We’ve had the build-up, the hype, the launch... and now the Isle of Man has a 4G mobile network. So what? How might your business benefit?  I have to admit that for my business 4G (also known as LTE) is largely irrelevant, it may accelerate the arrival of email to my phone by a few milliseconds. If you read the newspapers, magazines, or 4G providers websites you’ll be told how wonderful 4G is for personal entertainment such as downloading movies, speeding up Facebook etc., but the benefits for business are poorly articulated.  Despite this a report into 4G adoption in other countries by consultants Arthur D. Little says “47% of early LTE adopters report resultant cost savings, and 39% report increased sales. The creative, hotel and leisure, healthcare, IT and automotive and transport industries have benefited most widely”.


Sales people and visiting executives who do their admin work whilst on the move will be able to get more done during the day instead of waiting until they can connect to the hotel / cafe wi-fi. Accessing their corporate systems away from the office will become faster, more reliable, and more secure. The virtual office will take a giant step forward, changing the way we work.

Property surveyors, service engineers, delivery drivers, emergency responders, site managers and other mobile workers needing to upload photographs to share with colleagues, for condition reports, diagnostics etc., will find 4G a real timesaver which enables real-time collaboration and reduces the need to return to the office. Similarly if they use video conferencing to show office-based colleagues the nature of the problem they’re looking at. Downloading complex technical manuals at the point of need will obviate carrying large quantities of printed reference documentation in the engineer’s van and free up space for more spare parts.

Pop-up & mobile premises, exhibition stands and ad-hoc displays will be better enabled, depending on the location to have a hard-wired Internet access will be a thing of the past. We'll be able to occupy a new office and start working immediately, without a delay waiting for the Internet to be installed.

4G will provide better access to business systems whilst away from the office. Mobile working will become more efficient and effective as 4G business take-up increases, but the benefits for business don’t stop there.

IT will become simpler and cheaper for the increasing number of companies which have standardised on Virtual Desktops (VDI). 4G makes it easier and more reliable for staff to use their remote desktop away from the office, so they won’t need to create or edit files on their laptops. Some companies using VDI may even abandon traditional laptops for mobile workers and replace them with much cheaper and simpler alternatives such as Chromebooks which make good VDI clients.

4G will create new public advertising options, the ability to deliver large amounts of data to vehicles may mean that we see dynamic ‘posters’ on buses; these would change depending on their location and the time of day so that motorists behind the bus approaching Jaks could find themselves exposed to tempting images of steak & chips, whilst further up the prom they may be shown virtual tours of the Sefton Suites for sale.

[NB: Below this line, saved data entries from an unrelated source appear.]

//! Redis-backed durable queue backend.
//!
//! Layout per queue, all under `{prefix}:{queue}`:
//!
//! | key              | type   | contents                                   |
//! |------------------|--------|--------------------------------------------|
//! | `:job:{id}`      | string | JSON job record                            |
//! | `:waiting`       | list   | ids ready to run, head first               |
//! | `:active`        | list   | ids owned by a worker                      |
//! | `:delayed`       | zset   | ids waiting out a backoff, score = due ms  |
//! | `:completed`     | zset   | score = finish time ms                     |
//! | `:failed`        | zset   | score = finish time ms                     |
//!
//! A worker claims a job with `LMOVE waiting active`, so one attempt has
//! exactly one owner even with workers spread across processes.
//!
//! Jobs left in `:active` by a crashed process are not recovered.

use async_trait::async_trait;
use chrono::Utc;
use redis::aio::ConnectionManager;
use std::collections::HashSet;
use std::sync::atomic::{AtomicBool, Ordering};
use std::sync::Arc;
use std::time::Duration;
use tokio::sync::watch;

use super::worker::{self, WorkerConfig, WorkerPool};
use super::{
    BackendKind, FailureOutcome, Job, JobHandler, JobId, JobOptions, JobResult, JobStatus,
    QueueBackend, QueueCounts, QueueEvent, QueueEvents,
};
use crate::error::{CourierError, Result};

/// Moves every due id from the delayed set to the tail of the waiting list.
const PROMOTE_SCRIPT: &str = r#"
local ids = redis.call('ZRANGEBYSCORE', KEYS[1], '-inf', ARGV[1], 'LIMIT', 0, 100)
for _, id in ipairs(ids) do
  redis.call('ZREM', KEYS[1], id)
  redis.call('RPUSH', KEYS[2], id)
end
return #ids
"#;

/// Drops each id from `KEYS[1]` and deletes its record only if the id was
/// still there. An id a worker already moved to `:active` is left alone.
///
/// `ARGV[1]` is `list` or `zset`, `ARGV[2]` the job key prefix, the rest ids.
const PURGE_SCRIPT: &str = r#"
local removed = 0
for i = 3, #ARGV do
  local id = ARGV[i]
  local n
  if ARGV[1] == 'list' then
    n = redis.call('LREM', KEYS[1], 0, id)
  else
    n = redis.call('ZREM', KEYS[1], id)
  end
  if n > 0 then
    redis.call('DEL', ARGV[2] .. id)
    removed = removed + 1
  end
end
return removed
"#;

#[derive(Debug, Clone)]
struct QueueKeys {
    base: String,
    waiting: String,
    active: String,
    delayed: String,
    completed: String,
    failed: String,
}

impl QueueKeys {
    fn new(prefix: &str, queue: &str) -> Self {
        let base = format!("{}:{}", prefix, queue);
        Self {
            waiting: format!("{}:waiting", base),
            active: format!("{}:active", base),
            delayed: format!("{}:delayed", base),
            completed: format!("{}:completed", base),
            failed: format!("{}:failed", base),
            base,
        }
    }

    fn job_prefix(&self) -> String {
        format!("{}:job:", self.base)
    }

    fn job(&self, id: &str) -> String {
        format!("{}{}", self.job_prefix(), id)
    }
}

struct Shared {
    name: String,
    keys: QueueKeys,
    conn: ConnectionManager,
    promote: redis::Script,
    purge: redis::Script,
    events: QueueEvents,
    config: WorkerConfig,
}

/// Durable queue backend on Redis with concurrent polling workers.
pub struct RedisQueueBackend {
    shared: Arc<Shared>,
    handler_registered: AtomicBool,
    workers: WorkerPool,
}

impl RedisQueueBackend {
    /// Create a backend for `name` on an established connection.
    ///
    /// # Arguments
    /// * `conn` - A connection manager shared across queues
    /// * `key_prefix` - Namespace for every key (e.g. `"courier"`)
    /// * `config` - Worker concurrency and poll interval
    pub fn new(
        conn: ConnectionManager,
        name: impl Into<String>,
        key_prefix: &str,
        config: WorkerConfig,
        events: QueueEvents,
    ) -> Self {
        let name = name.into();
        Self {
            shared: Arc::new(Shared {
                keys: QueueKeys::new(key_prefix, &name),
                name,
                conn,
                promote: redis::Script::new(PROMOTE_SCRIPT),
                purge: redis::Script::new(PURGE_SCRIPT),
                events,
                config,
            }),
            handler_registered: AtomicBool::new(false),
            workers: WorkerPool::new(),
        }
    }
}

fn now_ms() -> i64 {
    Utc::now().timestamp_millis()
}

impl Shared {
    async fn load(&self, id: &str) -> Result<Option<Job>> {
        let mut conn = self.conn.clone();
        let raw: Option<String> = redis::cmd("GET")
            .arg(self.keys.job(id))
            .query_async(&mut conn)
            .await?;
        raw.map(|s| serde_json::from_str(&s).map_err(CourierError::from))
            .transpose()
    }

    async fn store(&self, job: &Job) -> Result<()> {
        let mut conn = self.conn.clone();
        redis::cmd("SET")
            .arg(self.keys.job(&job.id.to_string()))
            .arg(serde_json::to_string(job)?)
            .query_async::<_, ()>(&mut conn)
            .await?;
        Ok(())
    }

    /// Promote due retries, then claim the head of the waiting list.
    async fn claim(&self) -> Result<Option<Job>> {
        let mut conn = self.conn.clone();

        self.promote
            .key(&self.keys.delayed)
            .key(&self.keys.waiting)
            .arg(now_ms())
            .invoke_async::<_, i64>(&mut conn)
            .await?;

        loop {
            let id: Option<String> = redis::cmd("LMOVE")
                .arg(&self.keys.waiting)
                .arg(&self.keys.active)
                .arg("LEFT")
                .arg("RIGHT")
                .query_async(&mut conn)
                .await?;
            let Some(id) = id else {
                return Ok(None);
            };

            match self.load(&id).await? {
                Some(mut job) => {
                    job.mark_processing();
                    self.store(&job).await?;
                    return Ok(Some(job));
                }
                None => {
                    // cleaned while waiting
                    redis::cmd("LREM")
                        .arg(&self.keys.active)
                        .arg(1)
                        .arg(&id)
                        .query_async::<_, i64>(&mut conn)
                        .await?;
                }
            }
        }
    }

    /// Persist the outcome and move the id out of the active list in one transaction.
    async fn settle(&self, mut job: Job, result: JobResult) -> Result<QueueEvent> {
        let id = job.id.to_string();
        let mut pipe = redis::pipe();
        pipe.atomic();

        let event = match result {
            Ok(()) => {
                let attempt = job.attempts + 1;
                job.mark_completed();
                pipe.cmd("ZADD")
                    .arg(&self.keys.completed)
                    .arg(now_ms())
                    .arg(&id)
                    .ignore();
                QueueEvent::Completed {
                    queue: self.name.clone(),
                    job_id: job.id,
                    attempt,
                }
            }
            Err(error) => match job.record_failure(&error) {
                FailureOutcome::Retry { delay } => {
                    pipe.cmd("ZADD")
                        .arg(&self.keys.delayed)
                        .arg(now_ms() + delay.as_millis() as i64)
                        .arg(&id)
                        .ignore();
                    QueueEvent::Retrying {
                        queue: self.name.clone(),
                        job_id: job.id,
                        attempts: job.attempts,
                        delay,
                        error: error.to_string(),
                    }
                }
                FailureOutcome::Failed => {
                    pipe.cmd("ZADD")
                        .arg(&self.keys.failed)
                        .arg(now_ms())
                        .arg(&id)
                        .ignore();
                    QueueEvent::Failed {
                        queue: self.name.clone(),
                        job_id: job.id,
                        attempts: job.attempts,
                        error: error.to_string(),
                    }
                }
            },
        };

        pipe.cmd("SET")
            .arg(self.keys.job(&id))
            .arg(serde_json::to_string(&job)?)
            .ignore()
            .cmd("LREM")
            .arg(&self.keys.active)
            .arg(1)
            .arg(&id)
            .ignore();

        let mut conn = self.conn.clone();
        pipe.query_async::<_, ()>(&mut conn).await?;
        Ok(event)
    }

    async fn run(
        self: Arc<Self>,
        worker_id: usize,
        handler: Arc<dyn JobHandler>,
        mut shutdown: watch::Receiver<bool>,
    ) {
        tracing::info!(queue = %self.name, worker_id, "Redis worker started");
        let poll_interval = self.config.poll_interval();

        loop {
            if *shutdown.borrow() {
                break;
            }

            let job = match self.claim().await {
                Ok(Some(job)) => job,
                Ok(None) => {
                    if !worker::idle(&mut shutdown, tokio::time::sleep(poll_interval)).await {
                        break;
                    }
                    continue;
                }
                Err(e) => {
                    tracing::error!(queue = %self.name, worker_id, error = %e, "Failed to claim job");
                    if !worker::idle(&mut shutdown, tokio::time::sleep(poll_interval)).await {
                        break;
                    }
                    continue;
                }
            };

            let job_id = job.id;
            self.events
                .emit(QueueEvent::Started {
                    queue: self.name.clone(),
                    job_id,
                    attempt: job.attempts + 1,
                })
                .await;

            let result = worker::execute(&handler, &job).await;
            match self.settle(job, result).await {
                Ok(event) => self.events.emit(event).await,
                Err(e) => tracing::error!(
                    queue = %self.name,
                    job_id = %job_id,
                    error = %e,
                    "Failed to record job outcome"
                ),
            }
        }

        tracing::info!(queue = %self.name, worker_id, "Redis worker stopped");
    }

    async fn ids_in_zset_before(&self, key: &str, cutoff_ms: i64) -> Result<Vec<String>> {
        let mut conn = self.conn.clone();
        let ids: Vec<String> = redis::cmd("ZRANGEBYSCORE")
            .arg(key)
            .arg("-inf")
            .arg(cutoff_ms)
            .query_async(&mut conn)
            .await?;
        Ok(ids)
    }

    /// Remove the given ids from `key` and drop their records. Returns how many
    /// were still in `key` when the script ran.
    async fn purge(&self, key: &str, is_list: bool, ids: &[String]) -> Result<usize> {
        if ids.is_empty() {
            return Ok(0);
        }
        let mut invocation = self.purge.key(key);
        invocation
            .arg(if is_list { "list" } else { "zset" })
            .arg(self.keys.job_prefix());
        for id in ids {
            invocation.arg(id);
        }
        let mut conn = self.conn.clone();
        let removed: i64 = invocation.invoke_async(&mut conn).await?;
        Ok(usize::try_from(removed).unwrap_or_default())
    }

    /// Waiting jobs have no finish time, so their records decide eligibility.
    async fn clean_waiting(&self, grace: Duration) -> Result<usize> {
        let mut conn = self.conn.clone();
        let now = Utc::now();
        let mut removed = 0;

        let listed: Vec<String> = redis::cmd("LRANGE")
            .arg(&self.keys.waiting)
            .arg(0)
            .arg(-1)
            .query_async(&mut conn)
            .await?;
        let delayed: Vec<String> = redis::cmd("ZRANGE")
            .arg(&self.keys.delayed)
            .arg(0)
            .arg(-1)
            .query_async(&mut conn)
            .await?;

        for (key, ids, is_list) in [
            (&self.keys.waiting, listed, true),
            (&self.keys.delayed, delayed, false),
        ] {
            let mut stale = Vec::new();
            let unique: HashSet<String> = ids.into_iter().collect();
            for id in unique {
                match self.load(&id).await? {
                    Some(job) if job.is_cleanable(grace, Some(JobStatus::Waiting), now) => stale.push(id),
                    Some(_) => {}
                    None => stale.push(id),
                }
            }
            removed += self.purge(key, is_list, &stale).await?;
        }
        Ok(removed)
    }
}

4G reaches places that ADSL can’t. Business premises on the edge of the fixed-line broadband service have always been disadvantaged, and there are plenty on the outskirts of Douglas for example where ‘super-fast’ broadband is simply not available. 4G changes this, with download speeds of 50Mbps or more it will compete with super-fast broadband and leased lines giving digitally dependent businesses another option. In London Relish are offering 4G unlimited data 65Mbps business broadband for £25 per month as a replacement for fixed-line broadband, and dedicated 4G replacements for leased lines at prices that will make BT weep.  As 4G competition evolves in the Isle of Man market we may see similar disruptive innovation. For many businesses 4G, particularly in conjunction with Voice over Internet telephony (VoIP), will make the landline which has been with us for over 150 years, redundant.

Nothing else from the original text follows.